Using the corner flip T-perm (R2 [R F R', u2]) F' to solve 2E3C incl a twisted corner in just 14 moves 

scramble L B U2 R' F2 U F' U' F' L R F L' D' U L B' F' L2 F' L' U' B2 L2 R2

premove B2
U' B2 U2 - square
B'. L'- 2x2x3
at . insert F for better continuation
U2 F' U F U' - leaves edge swap and 3 corners of which one is twisted
U' - set up move (cancels)
D' L D' B2 U R' U' B2 D2 L' - corner twist T-perm
U - undo set up leaves 3 corners
U' L D L' U L D' L'- 3-cycle cancels 5 moves D2 L' U U' L D = D'
B2 - undo premove

final solution: U' B2 U2 B' F L' U2 F' U F U2 D' L D' B2 U R' U' B2 D' L' U L D' L'B2 = 26 HTM

http://www.speedsolving.com/forum/showthread.php?13599-The-FMC-thread&p=691791&viewfull=1#post691791


----------



## porkynator (Jul 19, 2014)

Lucas Garron said:


> Shouldn't a good reconstruction database be able to handle this?
> 
> In any case, PM me if you want fmcsolves.cubing.net



Yes, but I thought it would be nice to have one for FMC only; for example, an in-deep analysis/comment can be very useful (many of the solves currently up don't have one, but that's because they aren't recent solves, so I couldn't remember what I was thinking or other solutions I had found). Imo FMC solves feel like an exception, since they aren't actual reconstructions, but more like explanations; and there's no video nor TPS stuff.



JustinJ said:


> Cubesolv.es actually does support FMC solves: http://cubesolv.es/solve/1761, there just aren't that many in there currently.
> 
> @porkynator if you're interested in working with me to get a bunch of FMC solves into cubesolv.es send me a PM  (but if you'd rather run this as a dedicated resource for them I'd understand)

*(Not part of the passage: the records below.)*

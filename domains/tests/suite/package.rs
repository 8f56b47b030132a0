//! Package lifecycle scenarios

use std::cell::RefCell;

use statecraft_core::pipe_result;
use statecraft_domains::package::{
    DeliveredPackage, PackageError, PackageState, PackageStateHandlers, ShippedPackage,
    UnshippedPackage, create_unshipped, deliver, ship,
};

use crate::common::init_tracing;

#[test]
fn unshipped_package_is_shipped_then_delivered() {
    init_tracing();

    let result = pipe_result(create_unshipped("1"))
        .widen_error::<PackageError>()
        .flat_map(|package| ship(package, "TRK0001"))
        .map(deliver)
        .into_result();

    let delivered = result.expect("lifecycle should succeed");
    assert_eq!(delivered.tag(), "Delivered");
    assert_eq!(delivered.value().id.as_str(), "1");
}

#[test]
fn invalid_id_stops_the_lifecycle_before_shipping() {
    init_tracing();
    let shipped = RefCell::new(Vec::new());

    let result = pipe_result(create_unshipped("  "))
        .widen_error::<PackageError>()
        .flat_map(|package| ship(package, "TRK0001"))
        .tap(|package| shipped.borrow_mut().push(package.value().id.clone()))
        .map(deliver)
        .into_result();

    assert!(matches!(result, Err(PackageError::InvalidId(_))));
    assert!(shipped.borrow().is_empty());
}

#[test]
fn every_state_dispatches_to_its_own_handler() {
    let unshipped = create_unshipped("4").unwrap();
    let shipped = ship(unshipped.clone(), "TRK0004").unwrap();
    let delivered = deliver(shipped.clone());
    let states = [
        PackageState::from(unshipped),
        PackageState::from(shipped),
        PackageState::from(delivered),
    ];

    for state in states {
        let expected = state.tag();
        let invoked = RefCell::new(Vec::new());
        state.match_tag(PackageStateHandlers {
            unshipped: Box::new(|p| invoked.borrow_mut().push(p.tag())),
            shipped: Box::new(|p| invoked.borrow_mut().push(p.tag())),
            delivered: Box::new(|p| invoked.borrow_mut().push(p.tag())),
        });
        assert_eq!(invoked.into_inner(), vec![expected]);
    }
}

#[test]
fn delivered_package_serializes_with_its_tag() {
    let delivered = deliver(ship(create_unshipped("1").unwrap(), "trk0001").unwrap());

    let json = serde_json::to_value(&delivered).unwrap();
    assert_eq!(
        json,
        serde_json::json!({
            "tag": "Delivered",
            "value": { "id": "1", "tracking": "TRK0001" }
        })
    );

    let back: DeliveredPackage = serde_json::from_value(json.clone()).unwrap();
    assert_eq!(back, delivered);
    assert!(serde_json::from_value::<ShippedPackage>(json).is_err());
}

#[test]
fn empty_id_is_rejected_on_deserialize() {
    let json = serde_json::json!({ "tag": "Unshipped", "value": "" });
    assert!(serde_json::from_value::<UnshippedPackage>(json).is_err());
}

I'd be happy to help, I have bookmarked some official solves I have found in the FMC thread (I'm going through it from the start for the second time now, a few pages per day); but for the reasons stated above I'd also like to keep my website 
What do you think about unofficial FMC solves on cubesolv.es?



Cubenovice said:


> [..]



Nice solves, I think I'll post them; it would be really nice if you could write a short comment for each where you explain how you have found each step, why you have chosen to (ie) build some block instead of another and if you explored other starts; but I know it can be hard to do so for solves that are years old, so don't mind wasting your time if you just can't remember


----------



## porkynator (Aug 17, 2014)

Update: the site has moved to http://fmcsolves.cubing.net/.
Thanks to Lucas!


----------



## EMI (Aug 17, 2014)

Cubenovice said:


> Using the corner flip T-perm (R2 [R F R', u2]) F'


Nice alg, I'd really like to see more of these 10 move 2+2 algs. They can come quite handy if you have parity I think.


----------



## porkynator (Aug 23, 2014)

Added and Advanced Search Function. It needs to be improved and I will work on that, but for now you can search solves by *solver*,* length* and using extra key words.


----------



## okayama (Sep 1, 2014)

This is a domino-reduction solve by me, and discussion about it, if you're interested.
Guus said the scramble is hard for 1-hour solve.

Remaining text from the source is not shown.